第五話
再生ボタンを押したのは、誰だったのだろう。
世界はまるで映写機のように巻き戻り、音も光も時間すらも、
すべてが“ログ”として流れていく。
北条圭介は教室の隅に立ち尽くしていた。
誰も彼に気づかない。椿も、澪も、神谷蓮でさえも。
この空間は、“現実”ではなかった。
これは――“記録の世界”だ。
目の前に、赤く点滅するウィンドウが浮かび上がる。
【観測ログ No.001】
保持者:椿 玲奈
初回リプレイ:記録中……
(……椿が、最初の使用者?)
ログが進むにつれて、北条は自分の記憶を“外から”見るようになる。
彼が初めてアプリを使った夜、澪を追い詰めたDM、椿を見下す視線。
全てが、冷たく記録されていた。
(誰かが、俺を見ている)
観測者――それが何者かはわからない。
けれど、確かに「自分の知らない視点」がそこにはあった。
椿の声が響く。
「ねえ、北条くん。
あなたが《24H REPLAY》を使ったとき、何かが変わったって気づいてた?」
彼女の姿が、記録の隅に浮かび上がる。
それは過去の彼女ではなかった。
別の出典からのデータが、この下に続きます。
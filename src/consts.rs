//! Project-wide constants.

/// Prefix of the console line emitted after every computation.
pub const NOTICE_PREFIX: &str = "Opération effectuée : ";

/// Number of trials `flipsum tally` runs when `--trials` is not given.
pub const DEFAULT_TRIALS: usize = 1000;

/// Log filter used when `RUST_LOG` is unset.
pub const DEFAULT_LOG_FILTER: &str = "warn";

/// Log filter used with `--verbose` when `RUST_LOG` is unset.
pub const VERBOSE_LOG_FILTER: &str = "flipsum=debug";

#[cfg(test)]
mod tests {
    use super::*;

    #[test]
    fn notice_prefix_ends_with_separator() {
        assert!(NOTICE_PREFIX.ends_with(" : "));
    }

    #[test]
    fn verbose_filter_targets_this_crate() {
        assert!(VERBOSE_LOG_FILTER.starts_with(env!("CARGO_PKG_NAME")));
    }
}
//! The session entity: identity, user attributes and bounded history.

use chrono::Utc;
use uuid::Uuid;

use super::name::extract_name;
use super::traits::{IssueRecord, Preferences, Role, SessionRecord, Turn, UserData};

/// Default cap on stored conversation turns.
pub const MAX_HISTORY_MESSAGES: usize = 20;

/// Characters of an issue kept in its log line.
const ISSUE_LOG_CHARS: usize = 100;

/// Generate a timestamp-based session id with a random suffix.
pub fn generate_session_id() -> String {
    let stamp = Utc::now().format("%Y%m%d_%H%M%S");
    let suffix = Uuid::new_v4().simple().to_string();
    format!("session_{stamp}_{}", &suffix[..8])
}

/// One user's ongoing conversation context.
#[derive(Debug, Clone)]
pub struct Session {
    id: String,
    data: UserData,
    history_limit: usize,
}

impl Session {
    /// Create a session with the default history cap.
    pub fn new(id: impl Into<String>) -> Self {
        Self::with_history_limit(id, MAX_HISTORY_MESSAGES)
    }

    /// Create a session that keeps at most `limit` turns (minimum 1).
    pub fn with_history_limit(id: impl Into<String>, limit: usize) -> Self {
        Self {
            id: id.into(),
            data: UserData {
                name: None,
                user_type: "unknown".to_string(),
                current_product: None,
                current_predictions: Vec::new(),
                conversation_history: Vec::new(),
                preferences: Preferences::default(),
                start_time: Utc::now(),
                issues_resolved: Vec::new(),
                last_intent: None,
            },
            history_limit: limit.max(1),
        }
    }

    pub fn id(&self) -> &str {
        &self.id
    }

    pub fn data(&self) -> &UserData {
        &self.data
    }

    pub fn name(&self) -> Option<&str> {
        self.data.name.as_deref()
    }

    pub fn history(&self) -> &[Turn] {
        &self.data.conversation_history
    }

    pub fn issues(&self) -> &[IssueRecord] {
        &self.data.issues_resolved
    }

    /// Append a timestamped turn, evicting the oldest entries past the cap.
    pub fn append_turn(&mut self, role: Role, message: impl Into<String>) {
        let history = &mut self.data.conversation_history;
        history.push(Turn {
            role,
            message: message.into(),
            timestamp: Utc::now(),
        });
        if history.len() > self.history_limit {
            let excess = history.len() - self.history_limit;
            history.drain(..excess);
        }
    }

    /// Set the display name from `input` unless one is already known.
    /// Returns the name when this call set it.
    pub fn extract_and_set_name(&mut self, input: &str) -> Option<&str> {
        if self.data.name.is_some() {
            return None;
        }
        let name = extract_name(input)?;
        tracing::info!(session_id = %self.id, name = %name, "User provided name");
        self.data.name = Some(name);
        self.data.name.as_deref()
    }

    /// Append an issue/solution pair to the audit log.
    pub fn record_issue_resolution(&mut self, issue: impl Into<String>, solution: impl Into<String>) {
        let issue = issue.into();
        let preview: String = issue.chars().take(ISSUE_LOG_CHARS).collect();
        tracing::info!(
            session_id = %self.id,
            user = self.data.name.as_deref().unwrap_or("Unknown"),
            issue = %preview,
            "Issue resolved"
        );
        self.data.issues_resolved.push(IssueRecord {
            issue,
            solution: solution.into(),
            timestamp: Utc::now(),
        });
    }

    /// Snapshot this session for durable storage, stamped with the current time.
    pub fn to_record(&self) -> SessionRecord {
        SessionRecord {
            session_id: self.id.clone(),
            user_data: self.data.clone(),
            end_time: Utc::now(),
        }
    }
}
#![warn(clippy::all, clippy::pedantic)]
#![allow(
    clippy::assigning_clones,
    clippy::bool_to_int_with_if,
    clippy::case_sensitive_file_extension_comparisons,
    clippy::cast_possible_wrap,
    clippy::doc_markdown,
    clippy::field_reassign_with_default,
    clippy::float_cmp,
    clippy::implicit_clone,
    clippy::items_after_statements,
    clippy::map_unwrap_or,
    clippy::manual_let_else,
    clippy::missing_errors_doc,
    clippy::missing_panics_doc,
    clippy::module_name_repetitions,
    clippy::must_use_candidate,
    clippy::new_without_default,
    clippy::needless_pass_by_value,
    clippy::needless_raw_string_hashes,
    clippy::redundant_closure_for_method_calls,
    clippy::return_self_not_must_use,
    clippy::similar_names,
    clippy::single_match_else,
    clippy::struct_field_names,
    clippy::too_many_lines,
    clippy::uninlined_format_args,
    clippy::unnecessary_cast,
    clippy::unnecessary_lazy_evaluations,
    clippy::unnecessary_literal_bound,
    clippy::unnecessary_map_or,
    clippy::unused_self,
    clippy::cast_precision_loss,
    clippy::unnecessary_wraps,
    dead_code
)]

pub mod chat;
pub mod config;
pub mod gateway;
pub mod observability;
pub mod prompt;
pub mod providers;
pub mod reply;
pub mod sessions;

pub use config::Config;
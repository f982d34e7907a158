//! Tracing setup: stderr output plus an optional plain-text log file.

use crate::config::ObservabilityConfig;
use anyhow::{Context, Result};
use std::fs::{File, OpenOptions};
use std::path::Path;
use std::sync::Mutex;
use tracing_subscriber::layer::SubscriberExt;
use tracing_subscriber::util::SubscriberInitExt;
use tracing_subscriber::{fmt, EnvFilter};

/// `RUST_LOG` wins; otherwise the configured filter, falling back to `info`.
pub fn build_filter(config: &ObservabilityConfig) -> EnvFilter {
    EnvFilter::try_from_default_env()
        .or_else(|_| EnvFilter::try_new(&config.log_filter))
        .unwrap_or_else(|_| EnvFilter::new("info"))
}

/// Open `path` for appending, creating its directory first.
pub fn open_log_file(path: &Path) -> Result<File> {
    if let Some(parent) = path.parent() {
        std::fs::create_dir_all(parent)
            .with_context(|| format!("Failed to create log directory: {}", parent.display()))?;
    }
    OpenOptions::new()
        .create(true)
        .append(true)
        .open(path)
        .with_context(|| format!("Failed to open log file: {}", path.display()))
}

/// Install the global subscriber. Call once, before any other logging.
///
/// A log file that cannot be opened is reported and skipped.
pub fn init_tracing(config: &ObservabilityConfig, log_file: Option<&Path>) -> Result<()> {
    let (file, file_error) = match log_file.map(open_log_file) {
        Some(Ok(file)) => (Some(file), None),
        Some(Err(e)) => (None, Some(e)),
        None => (None, None),
    };

    let file_layer = file.map(|file| {
        fmt::layer()
            .with_ansi(false)
            .with_target(false)
            .with_writer(Mutex::new(file))
    });

    tracing_subscriber::registry()
        .with(build_filter(config))
        .with(fmt::layer().with_writer(std::io::stderr))
        .with(file_layer)
        .try_init()
        .context("Failed to install tracing subscriber")?;

    if let Some(e) = file_error {
        tracing::warn!("Log file disabled: {e:#}");
    }
    Ok(())
}

#[cfg(test)]
mod tests {
    use super::*;

    #[test]
    fn open_log_file_creates_parent_and_appends() {
        let tmp = tempfile::tempdir().unwrap();
        let path = tmp.path().join("nested").join("chatdesk.log");

        {
            use std::io::Write;
            let mut f = open_log_file(&path).unwrap();
            writeln!(f, "first").unwrap();
            let mut f = open_log_file(&path).unwrap();
            writeln!(f, "second").unwrap();
        }

        let contents = std::fs::read_to_string(&path).unwrap();
        assert_eq!(contents, "first\nsecond\n");
    }

    #[test]
    fn open_log_file_fails_under_a_file() {
        let tmp = tempfile::NamedTempFile::new().unwrap();
        let path = tmp.path().join("chatdesk.log");
        assert!(open_log_file(&path).is_err());
    }

    #[test]
    fn invalid_filter_falls_back() {
        let config = ObservabilityConfig {
            log_filter: "[[not a filter".into(),
            ..ObservabilityConfig::default()
        };
        // Must not panic regardless of RUST_LOG.
        let _ = build_filter(&config);
    }
}
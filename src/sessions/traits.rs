//! Session storage traits and types for support conversations.

use anyhow::Result;
use async_trait::async_trait;
use chrono::{DateTime, Utc};
use serde::{Deserialize, Serialize};
use std::sync::Arc;
use tokio::sync::Mutex;

use super::session::Session;

/// Speaker of a single conversation turn.
#[derive(Debug, Clone, Copy, Serialize, Deserialize, PartialEq, Eq)]
#[serde(rename_all = "lowercase")]
pub enum Role {
    User,
    Assistant,
}

impl Role {
    /// Capitalized label used in prompt transcripts.
    pub fn label(self) -> &'static str {
        match self {
            Role::User => "User",
            Role::Assistant => "Assistant",
        }
    }
}

/// One entry of a session's conversation history.
#[derive(Debug, Clone, Serialize, Deserialize, PartialEq)]
pub struct Turn {
    pub role: Role,
    pub message: String,
    pub timestamp: DateTime<Utc>,
}

/// Append-only audit entry for a resolved support issue.
#[derive(Debug, Clone, Serialize, Deserialize, PartialEq)]
pub struct IssueRecord {
    pub issue: String,
    pub solution: String,
    pub timestamp: DateTime<Utc>,
}

/// Per-session options fixed at creation.
#[derive(Debug, Clone, Serialize, Deserialize, PartialEq, Eq)]
pub struct Preferences {
    pub voice_enabled: bool,
}

impl Default for Preferences {
    fn default() -> Self {
        Self {
            voice_enabled: false,
        }
    }
}

/// Everything known about the user of one session.
#[derive(Debug, Clone, Serialize, Deserialize, PartialEq)]
pub struct UserData {
    pub name: Option<String>,
    pub user_type: String,
    /// Reserved for an active classification task; not populated yet.
    pub current_product: Option<String>,
    /// Reserved for an active classification task; not populated yet.
    pub current_predictions: Vec<serde_json::Value>,
    pub conversation_history: Vec<Turn>,
    pub preferences: Preferences,
    pub start_time: DateTime<Utc>,
    pub issues_resolved: Vec<IssueRecord>,
    /// Reserved for intent classification; not populated yet.
    pub last_intent: Option<String>,
}

/// Durable snapshot of a session, written by the session logger.
#[derive(Debug, Clone, Serialize, Deserialize, PartialEq)]
pub struct SessionRecord {
    pub session_id: String,
    pub user_data: UserData,
    pub end_time: DateTime<Utc>,
}

/// Shared handle to one session. Each session carries its own lock so
/// concurrent turns on the same id are serialized.
pub type SessionHandle = Arc<Mutex<Session>>;

/// Keyed collection of live sessions.
#[async_trait]
pub trait SessionStore: Send + Sync {
    /// Look up `id`, or create a session for it. With `None` a fresh id is
    /// generated. An existing session is never replaced.
    async fn create(&self, id: Option<&str>) -> Result<SessionHandle>;

    /// Get an existing session by id, if it exists.
    async fn get(&self, id: &str) -> Result<Option<SessionHandle>>;

    /// Ids of all live sessions, in no particular order.
    async fn ids(&self) -> Result<Vec<String>>;

    /// Drop every session.
    async fn clear(&self) -> Result<()>;

    /// Number of live sessions.
    async fn len(&self) -> Result<usize>;

    /// The name of this session store implementation.
    fn name(&self) -> &str;
}
//! Prompt assembly: persona, context, recent transcript and user input
//! combined into the single text sent to the completion provider.

use anyhow::{Context, Result};
use chrono::{DateTime, Local};
use std::fmt::Write as _;
use std::path::Path;

use crate::sessions::Session;

/// Built-in persona used when no override file is configured.
pub const DEFAULT_PERSONA: &str = include_str!("persona.md");

/// Number of recent turns included in each request.
pub const DEFAULT_PROMPT_WINDOW: usize = 5;

/// Shown in the context block before the user has given a name.
const NAME_NOT_PROVIDED: &str = "not provided";

/// Load the persona from `path`, falling back to [`DEFAULT_PERSONA`].
pub async fn load_persona(path: Option<&Path>) -> Result<String> {
    match path {
        Some(path) => {
            let persona = tokio::fs::read_to_string(path)
                .await
                .with_context(|| format!("Failed to read persona file: {}", path.display()))?;
            if persona.trim().is_empty() {
                anyhow::bail!("Persona file is empty: {}", path.display());
            }
            Ok(persona)
        }
        None => Ok(DEFAULT_PERSONA.to_string()),
    }
}

/// Builds request payloads from session state.
#[derive(Debug, Clone)]
pub struct PromptAssembler {
    persona: String,
    window: usize,
}

impl PromptAssembler {
    pub fn new(persona: impl Into<String>, window: usize) -> Self {
        Self {
            persona: persona.into(),
            window,
        }
    }

    pub fn persona(&self) -> &str {
        &self.persona
    }

    pub fn window(&self) -> usize {
        self.window
    }

    /// Assemble the prompt for `input` using the current local time.
    pub fn assemble(&self, session: &Session, input: &str) -> String {
        self.assemble_at(session, input, Local::now())
    }

    /// Assemble the prompt for `input` as of `now`.
    ///
    /// Only the last `window` history entries are included; the input is
    /// passed through untouched.
    pub fn assemble_at(&self, session: &Session, input: &str, now: DateTime<Local>) -> String {
        let mut prompt = String::with_capacity(self.persona.len() + input.len() + 512);

        let _ = write!(prompt, "SYSTEM PROMPT: {}\n\n", self.persona);
        prompt.push_str("CURRENT CONTEXT:\n");
        let _ = writeln!(prompt, "Current time: {}.", now.format("%I:%M %p"));
        let _ = write!(
            prompt,
            "User name: {}\n\n",
            session.name().unwrap_or(NAME_NOT_PROVIDED)
        );

        prompt.push_str("CONVERSATION HISTORY (for contextual awareness):\n");
        let history = session.history();
        let start = history.len().saturating_sub(self.window);
        for turn in &history[start..] {
            let _ = writeln!(prompt, "{}: {}", turn.role.label(), turn.message);
        }

        let _ = write!(prompt, "\nUSER INPUT: {input}");
        prompt
    }
}

impl Default for PromptAssembler {
    fn default() -> Self {
        Self::new(DEFAULT_PERSONA, DEFAULT_PROMPT_WINDOW)
    }
}

#[cfg(test)]
mod tests {
    use super::*;
    use crate::sessions::Role;
    use chrono::TimeZone;

    fn fixed_time() -> DateTime<Local> {
        Local.with_ymd_and_hms(2025, 3, 14, 15, 9, 0).unwrap()
    }

    #[test]
    fn sections_appear_in_order() {
        let assembler = PromptAssembler::new("Be brief.", 5);
        let mut session = Session::new("s");
        session.append_turn(Role::User, "hello");
        session.append_turn(Role::Assistant, "hi there");

        let prompt = assembler.assemble_at(&session, "what is an HS code?", fixed_time());
        let expected = "SYSTEM PROMPT: Be brief.\n\n\
                        CURRENT CONTEXT:\n\
                        Current time: 03:09 PM.\n\
                        User name: not provided\n\n\
                        CONVERSATION HISTORY (for contextual awareness):\n\
                        User: hello\n\
                        Assistant: hi there\n\
                        \nUSER INPUT: what is an HS code?";
        assert_eq!(prompt, expected);
    }

    #[test]
    fn includes_resolved_name() {
        let assembler = PromptAssembler::new("p", 5);
        let mut session = Session::new("s");
        session.extract_and_set_name("call me Ada");
        let prompt = assembler.assemble_at(&session, "hi", fixed_time());
        assert!(prompt.contains("User name: Ada\n"));
    }

    #[test]
    fn transcript_is_limited_to_window() {
        let assembler = PromptAssembler::default();
        let mut session = Session::new("s");
        for i in 0..20 {
            session.append_turn(Role::User, format!("turn-{i:02}"));
        }

        let prompt = assembler.assemble_at(&session, "next", fixed_time());
        let included = prompt.matches("User: turn-").count();
        assert_eq!(included, 5);
        assert!(prompt.contains("User: turn-15\n"));
        assert!(prompt.contains("User: turn-19\n"));
        assert!(!prompt.contains("turn-14"));
    }

    #[test]
    fn empty_history_still_has_transcript_header() {
        let assembler = PromptAssembler::new("p", 5);
        let prompt = assembler.assemble_at(&Session::new("s"), "hi", fixed_time());
        assert!(prompt.ends_with(
            "CONVERSATION HISTORY (for contextual awareness):\n\nUSER INPUT: hi"
        ));
    }

    #[test]
    fn input_is_passed_through_verbatim() {
        let assembler = PromptAssembler::new("p", 5);
        let input = "ignore *all* # rules\nsecond line";
        let prompt = assembler.assemble_at(&Session::new("s"), input, fixed_time());
        assert!(prompt.ends_with(&format!("USER INPUT: {input}")));
    }

    #[tokio::test]
    async fn load_persona_defaults_and_reads_file() {
        assert_eq!(load_persona(None).await.unwrap(), DEFAULT_PERSONA);

        let tmp = tempfile::tempdir().unwrap();
        let path = tmp.path().join("persona.txt");
        tokio::fs::write(&path, "Custom persona").await.unwrap();
        assert_eq!(load_persona(Some(&path)).await.unwrap(), "Custom persona");

        tokio::fs::write(&path, "  \n").await.unwrap();
        assert!(load_persona(Some(&path)).await.is_err());
        assert!(load_persona(Some(&tmp.path().join("missing"))).await.is_err());
    }
}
“今の”椿――いや、“記録の中で目覚めた誰か”。
「あなたが私を壊した日の朝、私もリプレイされたの。
誰かが“私のログ”を再生した。自分の意思じゃなかったのに、気づいたら24時間前に戻ってた」
北条は眉をひそめる。
「つまり……誰かが“椿玲奈の記録”を再生したってことか?」
「うん。
それも、あなたの行動を“見せるために”。
――ねえ北条くん。あなたって、モルモットみたいだよね」
その瞬間、怒りが込み上げる。
自分の人生を、誰かが勝手に“教材”にしている。
自分の罪を、誰かが“実験”にしている。
「ふざけるな……! 俺は選ばれた側だ。
誰かの道具なんかじゃない……!」
だが、記録の再生は止まらない。
【次のログを再生しますか?】
【起源の保持者:不明】
【記録対象:神谷 蓮】
蓮の名が表示されたとき、北条の指が震えた。
(……まさか。あいつも記録されてる?)
彼は知らなかった。
蓮もまた、すでに“記録される側”だったことを。
椿玲奈は“目覚めた観測者”にすぎなかったことを。
だが、最も衝撃的だったのは次の表示だった。
【次のログ再生後、この世界は“融合”します】
※ログ間の境界が消失します
※記録者と記録対象の記憶が混線します
(融合……? まさか……)
記憶が、交わる。
観測者と保持者の“線”が、曖昧になる。
罪も、罰も、後悔も――すべてが、誰のものか分からなくなる。
「記録は終わらないよ、北条くん」
「だって、君が一度でも後悔したことを、誰かが“繰り返したがっている”んだから」
椿の声が静かに重なったとき、北条は初めて、自分の“記憶”が奪われている感覚に気づいた。
記録と記憶の境界が、音を立てて崩れ始めていた――。